> **RECORDS**:
((

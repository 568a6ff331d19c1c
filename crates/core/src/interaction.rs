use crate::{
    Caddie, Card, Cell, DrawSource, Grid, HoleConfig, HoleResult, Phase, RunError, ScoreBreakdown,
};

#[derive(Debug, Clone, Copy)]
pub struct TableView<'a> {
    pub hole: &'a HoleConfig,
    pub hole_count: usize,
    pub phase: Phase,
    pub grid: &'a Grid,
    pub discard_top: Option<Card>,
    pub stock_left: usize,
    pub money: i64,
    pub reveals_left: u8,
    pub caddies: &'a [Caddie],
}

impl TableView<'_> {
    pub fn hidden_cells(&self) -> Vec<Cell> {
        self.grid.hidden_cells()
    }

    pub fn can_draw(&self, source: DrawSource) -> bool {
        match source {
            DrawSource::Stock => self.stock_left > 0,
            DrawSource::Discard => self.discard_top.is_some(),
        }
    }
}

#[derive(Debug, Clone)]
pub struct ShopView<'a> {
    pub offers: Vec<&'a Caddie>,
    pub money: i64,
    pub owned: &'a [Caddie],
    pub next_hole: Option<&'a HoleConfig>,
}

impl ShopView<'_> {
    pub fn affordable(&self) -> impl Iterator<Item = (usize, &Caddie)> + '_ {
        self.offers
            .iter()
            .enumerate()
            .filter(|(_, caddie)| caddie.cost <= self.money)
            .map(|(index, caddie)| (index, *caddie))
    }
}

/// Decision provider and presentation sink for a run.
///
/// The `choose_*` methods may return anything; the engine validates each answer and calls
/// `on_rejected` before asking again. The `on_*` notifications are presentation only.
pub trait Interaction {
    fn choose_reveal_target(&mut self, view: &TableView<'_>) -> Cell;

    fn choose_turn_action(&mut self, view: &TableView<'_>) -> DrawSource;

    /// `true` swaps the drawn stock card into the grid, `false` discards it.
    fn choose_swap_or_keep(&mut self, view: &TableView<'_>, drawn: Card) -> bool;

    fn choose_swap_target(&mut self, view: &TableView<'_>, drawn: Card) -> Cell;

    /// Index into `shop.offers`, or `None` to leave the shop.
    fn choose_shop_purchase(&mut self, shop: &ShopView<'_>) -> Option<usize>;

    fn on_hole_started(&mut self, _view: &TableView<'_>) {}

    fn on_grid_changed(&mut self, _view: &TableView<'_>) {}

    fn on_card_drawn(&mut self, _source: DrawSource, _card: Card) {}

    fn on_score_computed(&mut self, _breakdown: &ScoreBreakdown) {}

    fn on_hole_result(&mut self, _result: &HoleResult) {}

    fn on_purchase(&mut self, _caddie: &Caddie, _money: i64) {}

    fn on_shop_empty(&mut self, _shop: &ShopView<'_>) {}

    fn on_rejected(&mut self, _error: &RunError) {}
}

))
((

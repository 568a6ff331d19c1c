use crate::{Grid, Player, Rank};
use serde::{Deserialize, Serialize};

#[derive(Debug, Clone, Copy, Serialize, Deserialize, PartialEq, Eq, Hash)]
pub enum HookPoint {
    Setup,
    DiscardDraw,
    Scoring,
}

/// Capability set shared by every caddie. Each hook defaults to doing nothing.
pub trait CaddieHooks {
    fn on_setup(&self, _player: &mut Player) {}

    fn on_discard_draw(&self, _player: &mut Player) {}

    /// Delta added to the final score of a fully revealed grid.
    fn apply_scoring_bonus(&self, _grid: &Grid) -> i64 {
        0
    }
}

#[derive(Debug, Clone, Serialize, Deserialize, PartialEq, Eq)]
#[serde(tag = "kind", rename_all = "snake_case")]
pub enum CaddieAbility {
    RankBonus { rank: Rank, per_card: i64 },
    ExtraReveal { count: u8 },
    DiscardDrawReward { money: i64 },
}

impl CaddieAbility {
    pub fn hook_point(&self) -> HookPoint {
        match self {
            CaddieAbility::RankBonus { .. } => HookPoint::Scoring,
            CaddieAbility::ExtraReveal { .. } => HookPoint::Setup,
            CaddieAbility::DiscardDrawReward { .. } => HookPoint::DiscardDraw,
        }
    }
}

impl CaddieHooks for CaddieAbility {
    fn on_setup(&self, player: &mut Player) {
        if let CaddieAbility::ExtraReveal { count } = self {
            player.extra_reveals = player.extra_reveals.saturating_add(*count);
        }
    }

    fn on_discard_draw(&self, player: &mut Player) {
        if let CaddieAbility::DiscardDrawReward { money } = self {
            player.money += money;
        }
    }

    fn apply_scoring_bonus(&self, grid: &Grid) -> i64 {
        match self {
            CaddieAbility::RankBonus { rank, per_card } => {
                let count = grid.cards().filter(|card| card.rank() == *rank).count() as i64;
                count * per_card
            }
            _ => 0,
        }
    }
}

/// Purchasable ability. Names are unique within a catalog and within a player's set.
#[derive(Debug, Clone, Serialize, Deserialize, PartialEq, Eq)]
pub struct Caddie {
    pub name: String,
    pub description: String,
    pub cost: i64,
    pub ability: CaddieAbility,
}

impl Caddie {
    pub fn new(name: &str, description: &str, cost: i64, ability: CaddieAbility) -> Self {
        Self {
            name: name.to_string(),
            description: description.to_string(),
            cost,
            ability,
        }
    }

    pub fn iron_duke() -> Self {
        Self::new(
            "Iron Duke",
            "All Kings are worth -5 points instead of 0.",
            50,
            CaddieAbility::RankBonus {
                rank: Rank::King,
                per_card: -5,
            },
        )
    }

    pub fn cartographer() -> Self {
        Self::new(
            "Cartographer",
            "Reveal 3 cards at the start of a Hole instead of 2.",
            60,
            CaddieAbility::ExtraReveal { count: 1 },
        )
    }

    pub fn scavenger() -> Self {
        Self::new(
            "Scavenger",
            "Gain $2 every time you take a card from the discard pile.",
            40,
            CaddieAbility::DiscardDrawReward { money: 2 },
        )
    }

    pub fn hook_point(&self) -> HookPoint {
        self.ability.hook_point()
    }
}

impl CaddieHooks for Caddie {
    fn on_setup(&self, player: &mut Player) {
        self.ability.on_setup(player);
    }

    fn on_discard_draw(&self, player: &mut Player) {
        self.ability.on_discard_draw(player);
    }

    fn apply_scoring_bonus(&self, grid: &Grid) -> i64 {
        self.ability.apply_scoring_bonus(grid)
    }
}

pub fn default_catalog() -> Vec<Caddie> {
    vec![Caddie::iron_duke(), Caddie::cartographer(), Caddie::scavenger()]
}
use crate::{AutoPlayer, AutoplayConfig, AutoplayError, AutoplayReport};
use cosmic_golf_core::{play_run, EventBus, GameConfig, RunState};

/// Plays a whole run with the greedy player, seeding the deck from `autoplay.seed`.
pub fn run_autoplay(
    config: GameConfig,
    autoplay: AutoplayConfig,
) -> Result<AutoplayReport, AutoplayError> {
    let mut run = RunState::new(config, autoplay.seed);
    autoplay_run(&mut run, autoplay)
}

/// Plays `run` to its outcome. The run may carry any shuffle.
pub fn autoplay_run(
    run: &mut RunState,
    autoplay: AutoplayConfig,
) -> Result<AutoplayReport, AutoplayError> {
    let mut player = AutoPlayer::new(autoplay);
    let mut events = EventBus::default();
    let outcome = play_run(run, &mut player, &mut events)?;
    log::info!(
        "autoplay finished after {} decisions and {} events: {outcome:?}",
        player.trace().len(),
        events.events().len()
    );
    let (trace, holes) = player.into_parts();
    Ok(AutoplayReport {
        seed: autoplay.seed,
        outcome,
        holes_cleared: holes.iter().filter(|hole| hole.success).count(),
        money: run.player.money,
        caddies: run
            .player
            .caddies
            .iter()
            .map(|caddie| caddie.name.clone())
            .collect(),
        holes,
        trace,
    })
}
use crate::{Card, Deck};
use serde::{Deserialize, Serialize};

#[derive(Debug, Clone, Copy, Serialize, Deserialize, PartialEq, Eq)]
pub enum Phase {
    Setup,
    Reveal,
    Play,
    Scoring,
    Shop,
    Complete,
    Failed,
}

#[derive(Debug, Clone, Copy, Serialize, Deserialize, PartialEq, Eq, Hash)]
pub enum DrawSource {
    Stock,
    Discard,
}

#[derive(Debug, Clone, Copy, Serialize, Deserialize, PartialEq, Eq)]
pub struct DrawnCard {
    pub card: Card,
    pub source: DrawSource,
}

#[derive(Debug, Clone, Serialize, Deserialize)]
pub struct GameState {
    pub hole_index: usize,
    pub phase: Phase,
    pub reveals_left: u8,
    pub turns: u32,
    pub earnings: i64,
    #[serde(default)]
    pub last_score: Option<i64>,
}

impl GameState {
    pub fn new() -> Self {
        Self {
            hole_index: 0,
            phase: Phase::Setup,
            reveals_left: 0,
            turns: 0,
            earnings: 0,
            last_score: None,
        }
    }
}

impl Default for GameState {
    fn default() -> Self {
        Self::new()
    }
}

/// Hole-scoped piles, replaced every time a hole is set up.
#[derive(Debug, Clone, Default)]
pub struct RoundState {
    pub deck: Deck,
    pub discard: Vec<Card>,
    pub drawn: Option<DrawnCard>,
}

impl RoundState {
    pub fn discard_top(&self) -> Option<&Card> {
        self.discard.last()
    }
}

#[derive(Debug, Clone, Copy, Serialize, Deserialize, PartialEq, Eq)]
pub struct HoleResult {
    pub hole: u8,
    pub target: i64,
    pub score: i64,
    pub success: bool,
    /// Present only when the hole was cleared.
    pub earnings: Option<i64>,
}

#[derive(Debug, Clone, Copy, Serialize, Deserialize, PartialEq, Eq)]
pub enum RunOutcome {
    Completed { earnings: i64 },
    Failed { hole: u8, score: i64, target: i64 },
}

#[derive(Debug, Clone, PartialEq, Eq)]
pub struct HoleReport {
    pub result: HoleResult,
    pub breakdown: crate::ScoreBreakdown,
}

))

> **ACTIVITY**: Only the lines containing the string "time" are needed; pull them out of the records.

> **PROBLEM SOLUTION**:
            "Gain $2 every time you take a card from the discard pile.",
/// Hole-scoped piles, replaced every time a hole is set up.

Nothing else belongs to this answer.